BRIEF:
Please copy each line of the records below that holds the word "EventReceiver".

RECORDS SHOWN:
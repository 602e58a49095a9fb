//! The serialized event loop.
//!
//! [`EventDispatcher::run`] drains the event queue strictly one event at a
//! time: apply it to the state machine, execute the resulting commands
//! against the controllers in order, publish the new view.  Controllers
//! react to commands by starting asynchronous work and report back only by
//! emitting further events, which queue behind the current one.

use std::sync::PoisonError;

use crate::connection::ConversationLink;
use crate::playback::SpeechPlayer;
use crate::recognition::SpeechRecognizer;

use super::event::{EventReceiver, SessionEvent};
use super::machine::{Command, SessionStateMachine};
use super::state::SharedView;

/// The three controllers the session drives.
pub struct Controllers {
    pub link: Box<dyn ConversationLink>,
    pub recognizer: Box<dyn SpeechRecognizer>,
    pub player: Box<dyn SpeechPlayer>,
}

pub struct EventDispatcher {
    machine: SessionStateMachine,
    controllers: Controllers,
    view: SharedView,
}

impl EventDispatcher {
    pub fn new(machine: SessionStateMachine, controllers: Controllers, view: SharedView) -> Self {
        Self {
            machine,
            controllers,
            view,
        }
    }

    /// Run until `Shutdown` has been handled.
    ///
    /// Before the first event, the recogniser is asked whether it can run at
    /// all; an unsupported recogniser disables the session up front.
    pub async fn run(mut self, mut events: EventReceiver) {
        log::info!(
            "dispatcher: session {} started",
            self.machine.session().id()
        );
        self.publish();

        if let Err(error) = self.controllers.recognizer.availability() {
            self.dispatch(SessionEvent::RecognitionError { pass: None, error });
        }

        while let Some(event) = events.recv().await {
            self.dispatch(event);
            if !self.machine.is_running() {
                break;
            }
        }

        log::info!("dispatcher: stopped in {}", self.machine.state());
    }

    /// Handle one event to completion.
    pub fn dispatch(&mut self, event: SessionEvent) {
        log::trace!("dispatcher: {}", event.name());
        let commands = self.machine.handle(event);
        for command in commands {
            self.execute(command);
        }
        self.publish();
    }

    fn execute(&mut self, command: Command) {
        let Controllers {
            link,
            recognizer,
            player,
        } = &mut self.controllers;

        match command {
            Command::Connect {
                connection,
                endpoint,
            } => link.connect(connection, endpoint),
            Command::Send {
                connection,
                message,
            } => link.send(connection, message),
            Command::CloseConnection => link.close(),
            Command::StartRecognition { pass } => recognizer.start(pass),
            Command::StopRecognition => recognizer.stop(),
            Command::Speak { playback, text } => player.speak(playback, text),
            Command::CancelPlayback => player.cancel(),
        }
    }

    fn publish(&self) {
        let mut view = self.view.lock().unwrap_or_else(PoisonError::into_inner);
        *view = self.machine.view();
    }
}

// ---------------------------------------------------------------------------
// Tests
// ---------------------------------------------------------------------------
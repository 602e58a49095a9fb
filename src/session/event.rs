//! Events flowing into the session loop, and the channel that carries them.
//!
//! Controllers never touch session state.  Each asynchronous notification
//! (socket opened, hypothesis recognised, audio finished, ...) becomes one
//! immutable [`SessionEvent`] pushed through an [`EventSender`]; the
//! dispatcher drains the matching [`EventReceiver`] one event at a time.
//!
//! Every event tied to an operation carries the identifier the state
//! machine assigned when it started that operation, so events belonging to
//! an operation that has since been torn down can be recognised as stale.

use std::fmt;

use tokio::sync::mpsc;

use crate::connection::{CloseInfo, ConnectionError, ServerMessage};
use crate::playback::PlaybackError;
use crate::recognition::RecognitionError;

// ---------------------------------------------------------------------------
// Operation identifiers
// ---------------------------------------------------------------------------

macro_rules! operation_id {
    ($(#[$meta:meta])* $name:ident, $prefix:literal) => {
        $(#[$meta])*
        #[derive(Debug, Clone, Copy, PartialEq, Eq, Hash, PartialOrd, Ord)]
        pub struct $name(u64);

        impl $name {
            pub fn from_raw(raw: u64) -> Self {
                Self(raw)
            }

            pub fn get(self) -> u64 {
                self.0
            }
        }

        impl fmt::Display for $name {
            fn fmt(&self, f: &mut fmt::Formatter<'_>) -> fmt::Result {
                write!(f, concat!($prefix, "#{}"), self.0)
            }
        }
    };
}

operation_id!(
    /// One socket instance.
    ConnectionId,
    "conn"
);
operation_id!(
    /// One recognition pass.
    PassId,
    "pass"
);
operation_id!(
    /// One `speak` request.
    PlaybackId,
    "playback"
);

// ---------------------------------------------------------------------------
// SessionEvent
// ---------------------------------------------------------------------------

/// Everything that can happen to the session.
#[derive(Debug, Clone, PartialEq)]
pub enum SessionEvent {
    /// The session control was clicked.
    UserClick,

    /// The socket finished its opening handshake.
    Connected { connection: ConnectionId },
    /// A complete text frame arrived from the server.
    ServerMessage {
        connection: ConnectionId,
        message: ServerMessage,
    },
    ConnectionError {
        connection: ConnectionId,
        error: ConnectionError,
    },
    /// The socket is gone.  Emitted exactly once per connection instance.
    Disconnected {
        connection: ConnectionId,
        close: CloseInfo,
    },

    /// Intermediate hypothesis; may still change.
    PartialTranscript { pass: PassId, text: String },
    /// The one hypothesis of the pass that will not change.
    FinalTranscript { pass: PassId, text: String },
    /// `pass` is `None` when the recogniser reports a failure before any
    /// pass was started (unsupported at initialisation).
    RecognitionError {
        pass: Option<PassId>,
        error: RecognitionError,
    },
    /// The pass released the microphone.  Always the last event of a pass.
    RecognitionEnded { pass: PassId },

    PlaybackStarted { playback: PlaybackId },
    PlaybackFinished { playback: PlaybackId },
    PlaybackError {
        playback: PlaybackId,
        error: PlaybackError,
    },

    /// The application is closing.
    Shutdown,
}

impl SessionEvent {
    /// Short name used in log lines.
    pub fn name(&self) -> &'static str {
        match self {
            SessionEvent::UserClick => "UserClick",
            SessionEvent::Connected { .. } => "Connected",
            SessionEvent::ServerMessage { .. } => "ServerMessage",
            SessionEvent::ConnectionError { .. } => "ConnectionError",
            SessionEvent::Disconnected { .. } => "Disconnected",
            SessionEvent::PartialTranscript { .. } => "PartialTranscript",
            SessionEvent::FinalTranscript { .. } => "FinalTranscript",
            SessionEvent::RecognitionError { .. } => "RecognitionError",
            SessionEvent::RecognitionEnded { .. } => "RecognitionEnded",
            SessionEvent::PlaybackStarted { .. } => "PlaybackStarted",
            SessionEvent::PlaybackFinished { .. } => "PlaybackFinished",
            SessionEvent::PlaybackError { .. } => "PlaybackError",
            SessionEvent::Shutdown => "Shutdown",
        }
    }
}

// ---------------------------------------------------------------------------
// Channel
// ---------------------------------------------------------------------------

/// Receiving end, owned by the dispatcher.
pub type EventReceiver = mpsc::UnboundedReceiver<SessionEvent>;

/// Cloneable sending end handed to every controller and to the UI.
///
/// `emit` never blocks, so it is safe from tokio tasks, blocking threads
/// and the cpal audio callback alike.
#[derive(Debug, Clone)]
pub struct EventSender {
    tx: mpsc::UnboundedSender<SessionEvent>,
}

impl EventSender {
    pub fn emit(&self, event: SessionEvent) {
        if let Err(mpsc::error::SendError(event)) = self.tx.send(event) {
            log::debug!("event channel closed, dropping {}", event.name());
        }
    }
}

/// Create the serialized event queue.
pub fn event_channel() -> (EventSender, EventReceiver) {
    let (tx, rx) = mpsc::unbounded_channel();
    (EventSender { tx }, rx)
}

RESULT FOR THIS EXERCISE:
use super::event::{EventReceiver, SessionEvent};
    pub async fn run(mut self, mut events: EventReceiver) {
//! dispatcher drains the matching [`EventReceiver`] one event at a time.
pub type EventReceiver = mpsc::UnboundedReceiver<SessionEvent>;
pub fn event_channel() -> (EventSender, EventReceiver) {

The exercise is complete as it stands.